Significance Cell-to-cell variations in gene regulation occur in a number of biological contexts, such as development and cancer. Discovering regulatory heterogeneities in an unbiased manner is difficult owing to the population averaging that is required for most global molecular methods. Here, we show that we can infer single-cell regulatory states by mathematically deconvolving global measurements taken as averages from small groups of cells. This averaging-and-deconvolution approach allows us to quantify single-cell regulatory heterogeneities while avoiding the measurement noise of global single-cell techniques. Our method is particularly relevant to solid tissues, where single-cell dissociation and molecular profiling is especially problematic.
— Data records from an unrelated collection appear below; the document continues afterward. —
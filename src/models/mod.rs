pub mod config;
pub mod feed_item;
pub mod seen;
pub mod subscription;
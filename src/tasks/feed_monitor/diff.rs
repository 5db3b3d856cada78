use crate::models::{feed_item::FeedEntry, seen::SeenSet};

#[derive(Debug)]
pub struct FeedDiff {
    /// Entries not present in the seen set, in feed order
    pub new_entries: Vec<FeedEntry>,
    /// New identities followed by every previously seen identity
    pub updated_seen: SeenSet,
}

/// Splits the current feed into new and already-notified entries.
pub fn diff(current: Vec<FeedEntry>, seen: &SeenSet) -> FeedDiff {
    let new_entries: Vec<FeedEntry> = current
        .into_iter()
        .filter(|entry| !seen.contains(&entry.identity()))
        .collect();
    let new_ids = new_entries.iter().map(FeedEntry::identity).collect();

    FeedDiff {
        updated_seen: seen.prepend(new_ids),
        new_entries,
    }
}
Regulated changes in gene expression underlie many biological processes, but globally profiling cell-to-cell variations in transcriptional regulation is problematic when measuring single cells. Transcriptome-wide identification of regulatory heterogeneities can be robustly achieved by randomly collecting small numbers of cells followed by statistical analysis. However, this stochastic-profiling approach blurs out the expression states of the individual cells in each pooled sample. Here, we show that the underlying distribution of single-cell regulatory states can be deconvolved from stochastic-profiling data through maximum-likelihood inference. Guided by the mechanisms of transcriptional regulation, we formulated plausible mixture models for cell-to-cell regulatory heterogeneity and maximized the resulting likelihood functions to infer model parameters. Inferences were validated both computationally and experimentally for different mixture models, which included regulatory states for multicellular function that were occupied by as few as 1 in 40 cells of the population. Importantly, when the method was extended to programs of heterogeneously coexpressed transcripts, we found that population-level inferences were much more accurate with pooled samples than with one-cell samples when the extent of sampling was limited. Our deconvolution method provides a means to quantify the heterogeneous regulation of molecular states efficiently and gain a deeper understanding of the heterogeneous execution of cell decisions.